*** Opening of THE RECORDS ***

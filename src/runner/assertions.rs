//! Expected-outcome predicates
//!
//! Steps produce an [`Observation`]; expectations are evaluated against it
//! under the active profile. The result is either a list of informational
//! notes (pass) or a [`VerifyError::Mismatch`] describing expected vs actual.

use serde_json::Value;

use super::context::FlowContext;
use super::step::Expectation;
use crate::api::types::{describe, lookup, ApiResponse};
use crate::error::VerifyError;
use crate::parser::types::EnvironmentProfile;

/// Observed state of one element
#[derive(Debug, Clone, PartialEq)]
pub struct ElementState {
    pub selector: String,
    pub visible: bool,
    pub count: usize,
    pub text: Option<String>,
    pub classes: Vec<String>,
}

/// Observed state of a named affordance with the expectations resolved for
/// the active profile
#[derive(Debug, Clone)]
pub struct AffordanceState {
    pub name: String,
    pub state: ElementState,
    pub expectations: Vec<Expectation>,
}

/// What a step's operation produced
#[derive(Debug, Clone)]
pub enum Observation {
    Api(ApiResponse),
    Element(ElementState),
    UiState(Vec<AffordanceState>),
    /// Actions without an observable result (navigate, click, ...)
    Done,
}

impl Observation {
    fn kind(&self) -> &'static str {
        match self {
            Observation::Api(_) => "API response",
            Observation::Element(_) => "element",
            Observation::UiState(_) => "UI state",
            Observation::Done => "action",
        }
    }

    /// Value stored by `saveAs`
    pub fn to_saved_value(&self) -> Option<String> {
        match self {
            Observation::Api(res) => Some(res.body.to_string()),
            Observation::Element(state) => state.text.clone(),
            _ => None,
        }
    }
}

/// Evaluates expectations for one profile run
pub struct Evaluator<'a> {
    pub profile: &'a EnvironmentProfile,
    pub context: &'a FlowContext,
    /// Pointer to the entries of ranked-list responses
    pub list_pointer: &'a str,
}

impl<'a> Evaluator<'a> {
    /// Check every expectation; all mismatches are reported together
    pub fn check_all(
        &self,
        expectations: &[Expectation],
        observation: &Observation,
    ) -> Result<Vec<String>, VerifyError> {
        let mut notes = Vec::new();
        let mut failures: Vec<(String, String)> = Vec::new();

        if let Observation::UiState(affordances) = observation {
            for affordance in affordances {
                let element = Observation::Element(affordance.state.clone());
                for exp in &affordance.expectations {
                    match self.check(exp, &element) {
                        Ok(note) => notes.extend(note),
                        Err(VerifyError::Mismatch { expected, actual }) => failures.push((
                            format!("{}: {}", affordance.name, expected),
                            format!("{}: {}", affordance.name, actual),
                        )),
                        Err(other) => return Err(other),
                    }
                }
            }
        }

        for exp in expectations {
            match self.check(exp, observation) {
                Ok(note) => notes.extend(note),
                Err(VerifyError::Mismatch { expected, actual }) => failures.push((expected, actual)),
                Err(other) => return Err(other),
            }
        }

        if failures.is_empty() {
            return Ok(notes);
        }
        let (expected, actual): (Vec<String>, Vec<String>) = failures.into_iter().unzip();
        Err(VerifyError::mismatch(expected.join("; "), actual.join("; ")))
    }

    /// Check one expectation. `Ok(Some(note))` is a pass with a note.
    pub fn check(
        &self,
        expectation: &Expectation,
        observation: &Observation,
    ) -> Result<Option<String>, VerifyError> {
        match (expectation, observation) {
            (Expectation::ByProfile(map), obs) => {
                let selected = map
                    .get(&self.profile.id)
                    .or_else(|| map.get("default"));
                match selected {
                    Some(exps) => {
                        let notes = self.check_all(exps, obs)?;
                        Ok(if notes.is_empty() {
                            None
                        } else {
                            Some(notes.join("; "))
                        })
                    }
                    // Same rule as assertUiState: an undeclared profile is a
                    // mismatch. `<profile>: []` opts a profile out explicitly.
                    None => Err(VerifyError::mismatch(
                        format!("expectation declared for profile '{}'", self.profile.id),
                        "none declared",
                    )),
                }
            }

            (Expectation::FieldType { path, kind }, Observation::Api(res)) => {
                let actual = lookup(&res.body, path);
                match actual {
                    Some(v) if kind.matches(v) => Ok(None),
                    other => Err(VerifyError::mismatch(
                        format!("{} to be a {}", path, kind),
                        describe(other),
                    )),
                }
            }

            (Expectation::FieldEquals { path, value }, Observation::Api(res)) => {
                let expected = self.context.substitute_value(value);
                let actual = lookup(&res.body, path);
                if actual == Some(&expected) {
                    Ok(None)
                } else {
                    Err(VerifyError::mismatch(
                        format!("{} == {}", path, expected),
                        describe(actual),
                    ))
                }
            }

            (Expectation::ReadBack { path, flag }, Observation::Api(res)) => {
                let written = self.context.last_written(flag).ok_or_else(|| {
                    VerifyError::mismatch(
                        format!("a prior write to '{}'", flag),
                        "no write recorded in this run",
                    )
                })?;
                let actual = lookup(&res.body, path);
                if actual == Some(written) {
                    Ok(None)
                } else {
                    Err(VerifyError::mismatch(
                        format!("{} == {} (last written {})", path, written, flag),
                        describe(actual),
                    ))
                }
            }

            (Expectation::RankedList { allow_empty }, Observation::Api(res)) => {
                match lookup(&res.body, self.list_pointer) {
                    Some(Value::Array(items)) if items.is_empty() => {
                        if *allow_empty {
                            Ok(Some("no entries returned; empty list accepted".to_string()))
                        } else {
                            Err(VerifyError::mismatch("non-empty ranked list", "empty list"))
                        }
                    }
                    Some(Value::Array(items)) => Ok(Some(format!("{} entries", items.len()))),
                    other => Err(VerifyError::mismatch(
                        format!("array at {}", self.list_pointer),
                        format!("malformed response: {}", describe(other)),
                    )),
                }
            }

            (Expectation::Visible, Observation::Element(el)) => {
                if el.visible {
                    Ok(None)
                } else {
                    Err(VerifyError::mismatch(
                        format!("{} visible", el.selector),
                        if el.count == 0 { "not found" } else { "hidden" },
                    ))
                }
            }

            (Expectation::Absent, Observation::Element(el)) => {
                if el.visible {
                    Err(VerifyError::mismatch(
                        format!("{} absent", el.selector),
                        "visible",
                    ))
                } else {
                    Ok(None)
                }
            }

            (Expectation::Count(n), Observation::Element(el)) => {
                if el.count == *n {
                    Ok(None)
                } else {
                    Err(VerifyError::mismatch(
                        format!("{} count == {}", el.selector, n),
                        el.count.to_string(),
                    ))
                }
            }

            (Expectation::TextEquals(text), Observation::Element(el)) => {
                let expected = self.context.substitute_vars(text);
                match el.text.as_deref().map(str::trim) {
                    Some(actual) if actual == expected => Ok(None),
                    actual => Err(VerifyError::mismatch(
                        format!("text of {} == \"{}\"", el.selector, expected),
                        actual.map_or("<no element>".to_string(), |t| format!("\"{}\"", t)),
                    )),
                }
            }

            (Expectation::TextContains(text), Observation::Element(el)) => {
                let expected = self.context.substitute_vars(text);
                match el.text.as_deref() {
                    Some(actual) if actual.contains(&expected) => Ok(None),
                    actual => Err(VerifyError::mismatch(
                        format!("text of {} contains \"{}\"", el.selector, expected),
                        actual.map_or("<no element>".to_string(), |t| format!("\"{}\"", t.trim())),
                    )),
                }
            }

            (Expectation::HasClass(class), Observation::Element(el)) => {
                if el.classes.iter().any(|c| c == class) {
                    Ok(None)
                } else {
                    Err(VerifyError::mismatch(
                        format!("{} has class \"{}\"", el.selector, class),
                        format!("[{}]", el.classes.join(" ")),
                    ))
                }
            }

            (exp, obs) => Err(VerifyError::mismatch(
                exp.to_string(),
                format!("expectation not applicable to {} observation", obs.kind()),
            )),
        }
    }
}
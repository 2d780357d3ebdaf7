//! HTTP implementation of [`ApiBackend`] on top of reqwest

use anyhow::{Context, Result};
use async_trait::async_trait;
use log::debug;
use serde_json::{json, Value};
use std::time::Duration;

use super::types::{lookup, ApiLayout, ApiResponse, LoginGrant};
use super::ApiBackend;
use crate::error::AuthFailure;
use crate::session::Credentials;

/// Step requests carry no client-side deadline: the executor bounds each
/// step by its own limit. Only login, which runs outside any step, is given
/// `login_timeout`.
pub struct HttpApiClient {
    client: reqwest::Client,
    base_url: String,
    layout: ApiLayout,
    login_timeout: Duration,
}

impl HttpApiClient {
    pub fn new(base_url: &str, layout: ApiLayout, login_timeout_ms: u64) -> Result<Self> {
        let client = reqwest::Client::builder()
            .build()
            .context("Failed to build HTTP client")?;

        Ok(Self {
            client,
            base_url: base_url.trim_end_matches('/').to_string(),
            layout,
            login_timeout: Duration::from_millis(login_timeout_ms),
        })
    }

    fn url(&self, path: &str) -> String {
        if path.starts_with("http://") || path.starts_with("https://") {
            path.to_string()
        } else if path.starts_with('/') {
            format!("{}{}", self.base_url, path)
        } else {
            format!("{}/{}", self.base_url, path)
        }
    }

    async fn send(&self, req: reqwest::RequestBuilder) -> Result<ApiResponse> {
        let res = req.send().await.context("Failed to send request")?;
        let status = res.status().as_u16();
        let text = res.text().await.context("Failed to read response body")?;

        // Non-JSON bodies are kept as strings so the envelope check can
        // report them as malformed instead of failing transport.
        let body = if text.trim().is_empty() {
            Value::Null
        } else {
            serde_json::from_str(&text).unwrap_or(Value::String(text))
        };

        debug!("HTTP {} -> {}", status, body);
        Ok(ApiResponse::new(status, body))
    }
}

#[async_trait]
impl ApiBackend for HttpApiClient {
    async fn login(&self, credentials: &Credentials) -> std::result::Result<LoginGrant, AuthFailure> {
        let url = self.url(&self.layout.login_path);
        let mut body = serde_json::Map::new();
        body.insert(
            self.layout.identifier_field.clone(),
            Value::String(credentials.identifier.clone()),
        );
        body.insert(
            self.layout.secret_field.clone(),
            Value::String(credentials.secret.clone()),
        );

        debug!("POST {} (login as {})", url, credentials.identifier);
        let response = self
            .send(
                self.client
                    .post(&url)
                    .timeout(self.login_timeout)
                    .json(&Value::Object(body)),
            )
            .await
            .map_err(|e| AuthFailure::Transport(format!("{:#}", e)))?;

        match response.success(&self.layout.success_pointer) {
            Some(true) => {}
            Some(false) => {
                let message = response
                    .message(&self.layout.message_pointer)
                    .unwrap_or_else(|| format!("HTTP {}", response.status));
                return Err(AuthFailure::Rejected { message });
            }
            None => {
                let message = response.message(&self.layout.message_pointer).unwrap_or_else(|| {
                    format!("HTTP {} without success indicator", response.status)
                });
                return Err(AuthFailure::Rejected { message });
            }
        }

        let token = lookup(&response.body, &self.layout.token_pointer)
            .and_then(Value::as_str)
            .unwrap_or_default()
            .to_string();
        if token.is_empty() {
            return Err(AuthFailure::MissingToken);
        }

        Ok(LoginGrant {
            token,
            user: lookup(&response.body, &self.layout.user_pointer)
                .cloned()
                .unwrap_or(Value::Null),
            expires_in: lookup(&response.body, &self.layout.expires_in_pointer)
                .and_then(Value::as_u64),
        })
    }

    async fn fetch_stats(&self, token: &str) -> Result<ApiResponse> {
        let url = self.url(&self.layout.stats_path);
        debug!("GET {}", url);
        self.send(self.client.get(&url).bearer_auth(token)).await
    }

    async fn fetch_ranked_list(&self, token: &str, kind: &str, limit: u32) -> Result<ApiResponse> {
        let url = self.url(&self.layout.ranked_list_path.replace("{kind}", kind));
        debug!("GET {}?limit={}", url, limit);
        self.send(
            self.client
                .get(&url)
                .query(&[("limit", limit.to_string())])
                .bearer_auth(token),
        )
        .await
    }

    async fn set_flag(&self, token: &str, flag: &str, value: bool) -> Result<ApiResponse> {
        let path = self
            .layout
            .flags
            .get(flag)
            .with_context(|| format!("No endpoint configured for flag '{}'", flag))?;
        let url = self.url(path);
        debug!("PUT {} {{{}: {}}}", url, flag, value);
        self.send(
            self.client
                .put(&url)
                .bearer_auth(token)
                .json(&json!({ flag: value })),
        )
        .await
    }

    async fn request(
        &self,
        token: &str,
        method: &str,
        path: &str,
        body: Option<&Value>,
    ) -> Result<ApiResponse> {
        let method = method
            .to_uppercase()
            .parse::<reqwest::Method>()
            .map_err(|_| anyhow::anyhow!("Invalid HTTP method: {}", method))?;
        let url = self.url(path);
        debug!("{} {}", method, url);

        let mut req = self.client.request(method, &url).bearer_auth(token);
        if let Some(body) = body {
            req = req.json(body);
        }
        self.send(req).await
    }
}
pub mod driver;

pub use driver::{WebConfig, WebDriver, WebEnvironment};
//! Flow step model
//!
//! A step is data: what to do ([`Action`]), what the outcome must look like
//! ([`Expectation`]) and how much a failure matters ([`Criticality`]).

use serde::{Deserialize, Serialize};
use serde_json::Value;
use std::collections::BTreeMap;
use std::fmt;

use crate::driver::traits::Selector;

/// Hard failures abort the remaining steps of the profile run, soft ones
/// are recorded and execution continues.
#[derive(Debug, Clone, Copy, Default, Serialize, Deserialize, PartialEq, Eq)]
#[serde(rename_all = "lowercase")]
pub enum Criticality {
    #[default]
    Hard,
    Soft,
}

/// JSON value kinds for type expectations
#[derive(Debug, Clone, Copy, Serialize, Deserialize, PartialEq, Eq)]
#[serde(rename_all = "lowercase")]
pub enum ValueKind {
    Number,
    Boolean,
    String,
    Array,
    Object,
    Null,
}

impl ValueKind {
    pub fn parse(s: &str) -> Option<Self> {
        match s.to_lowercase().as_str() {
            "number" | "numeric" => Some(ValueKind::Number),
            "boolean" | "bool" => Some(ValueKind::Boolean),
            "string" => Some(ValueKind::String),
            "array" | "list" => Some(ValueKind::Array),
            "object" | "map" => Some(ValueKind::Object),
            "null" => Some(ValueKind::Null),
            _ => None,
        }
    }

    pub fn matches(&self, value: &Value) -> bool {
        match self {
            ValueKind::Number => value.is_number(),
            ValueKind::Boolean => value.is_boolean(),
            ValueKind::String => value.is_string(),
            ValueKind::Array => value.is_array(),
            ValueKind::Object => value.is_object(),
            ValueKind::Null => value.is_null(),
        }
    }
}

impl fmt::Display for ValueKind {
    fn fmt(&self, f: &mut fmt::Formatter<'_>) -> fmt::Result {
        let s = match self {
            ValueKind::Number => "number",
            ValueKind::Boolean => "boolean",
            ValueKind::String => "string",
            ValueKind::Array => "array",
            ValueKind::Object => "object",
            ValueKind::Null => "null",
        };
        f.write_str(s)
    }
}

/// Operation a step performs against the session
#[derive(Debug, Clone, PartialEq)]
pub enum Action {
    /// Read the account's resource statistics
    FetchStats,
    /// Read a ranked list of the given kind
    FetchRankedList { kind: String, limit: u32 },
    /// Write a persisted boolean flag
    SetFlag { flag: String, value: bool },
    /// Free-form authenticated API call
    ApiRequest {
        method: String,
        path: String,
        body: Option<Value>,
    },
    Navigate(String),
    Fill { selector: Selector, text: String },
    Click(Selector),
    /// Observe one element and assert on it
    Check(Selector),
    /// Assert the active profile's expected UI state for the named
    /// affordances (all declared ones when empty)
    AssertUiState(Vec<String>),
    Wait(u64),
}

impl Action {
    pub fn is_ui(&self) -> bool {
        matches!(
            self,
            Action::Navigate(_)
                | Action::Fill { .. }
                | Action::Click(_)
                | Action::Check(_)
                | Action::AssertUiState(_)
        )
    }

    pub fn display_name(&self) -> String {
        match self {
            Action::FetchStats => "fetchStats".to_string(),
            Action::FetchRankedList { kind, limit } => {
                format!("fetchRankedList {} (limit {})", kind, limit)
            }
            Action::SetFlag { flag, value } => format!("setFlag {}={}", flag, value),
            Action::ApiRequest { method, path, .. } => format!("apiRequest {} {}", method, path),
            Action::Navigate(target) => format!("navigate {}", target),
            Action::Fill { selector, text } => format!("fill {} \"{}\"", selector, text),
            Action::Click(selector) => format!("click {}", selector),
            Action::Check(selector) => format!("check {}", selector),
            Action::AssertUiState(names) if names.is_empty() => "assertUiState".to_string(),
            Action::AssertUiState(names) => format!("assertUiState [{}]", names.join(", ")),
            Action::Wait(ms) => format!("wait {}ms", ms),
        }
    }
}

/// Predicate over a step's observed outcome
#[derive(Debug, Clone, PartialEq)]
pub enum Expectation {
    /// Field at `path` has the given JSON kind
    FieldType { path: String, kind: ValueKind },
    /// Field at `path` equals `value`
    FieldEquals { path: String, value: Value },
    /// Field at `path` equals the last value written to `flag` in this run
    ReadBack { path: String, flag: String },
    /// The configured list pointer holds an array. An empty array is a
    /// valid, successful answer when `allow_empty` is set.
    RankedList { allow_empty: bool },
    Visible,
    Absent,
    Count(usize),
    TextEquals(String),
    TextContains(String),
    HasClass(String),
    /// Profile id (or "default") -> expectations for that profile
    ByProfile(BTreeMap<String, Vec<Expectation>>),
}

impl fmt::Display for Expectation {
    fn fmt(&self, f: &mut fmt::Formatter<'_>) -> fmt::Result {
        match self {
            Expectation::FieldType { path, kind } => write!(f, "{} is {}", path, kind),
            Expectation::FieldEquals { path, value } => write!(f, "{} == {}", path, value),
            Expectation::ReadBack { path, flag } => {
                write!(f, "{} reads back last written {}", path, flag)
            }
            Expectation::RankedList { allow_empty: true } => write!(f, "ranked list (may be empty)"),
            Expectation::RankedList { allow_empty: false } => write!(f, "non-empty ranked list"),
            Expectation::Visible => write!(f, "visible"),
            Expectation::Absent => write!(f, "absent"),
            Expectation::Count(n) => write!(f, "count == {}", n),
            Expectation::TextEquals(t) => write!(f, "text == \"{}\"", t),
            Expectation::TextContains(t) => write!(f, "text contains \"{}\"", t),
            Expectation::HasClass(c) => write!(f, "has class \"{}\"", c),
            Expectation::ByProfile(map) => {
                let keys: Vec<&str> = map.keys().map(String::as_str).collect();
                write!(f, "by profile [{}]", keys.join(", "))
            }
        }
    }
}

/// One ordered unit of verification work
#[derive(Debug, Clone, PartialEq)]
pub struct FlowStep {
    pub name: String,
    pub action: Action,
    pub expect: Vec<Expectation>,
    pub criticality: Criticality,
    /// Names of earlier steps whose outcome this step relies on
    pub depends_on: Vec<String>,
    pub timeout_ms: Option<u64>,
    /// Store the observed value under this variable name
    pub save_as: Option<String>,
}

impl FlowStep {
    pub fn new(name: &str, action: Action) -> Self {
        Self {
            name: name.to_string(),
            action,
            expect: Vec::new(),
            criticality: Criticality::Hard,
            depends_on: Vec::new(),
            timeout_ms: None,
            save_as: None,
        }
    }

    pub fn expect(mut self, expectation: Expectation) -> Self {
        self.expect.push(expectation);
        self
    }

    pub fn soft(mut self) -> Self {
        self.criticality = Criticality::Soft;
        self
    }

    pub fn depends_on(mut self, step: &str) -> Self {
        self.depends_on.push(step.to_string());
        self
    }

    pub fn timeout_ms(mut self, ms: u64) -> Self {
        self.timeout_ms = Some(ms);
        self
    }

    pub fn save_as(mut self, var: &str) -> Self {
        self.save_as = Some(var.to_string());
        self
    }
}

*** Close of THE RECORDS ***

**ASSIGNED TASK:**
Give again, exactly as written, every line from the first one above through the line that has "expected vs actual." in it.

**FINISHED TASK:**
filename src/runner/assertions.rs
//! Expected-outcome predicates
//!
//! Steps produce an [`Observation`]; expectations are evaluated against it
//! under the active profile. The result is either a list of informational
//! notes (pass) or a [`VerifyError::Mismatch`] describing expected vs actual.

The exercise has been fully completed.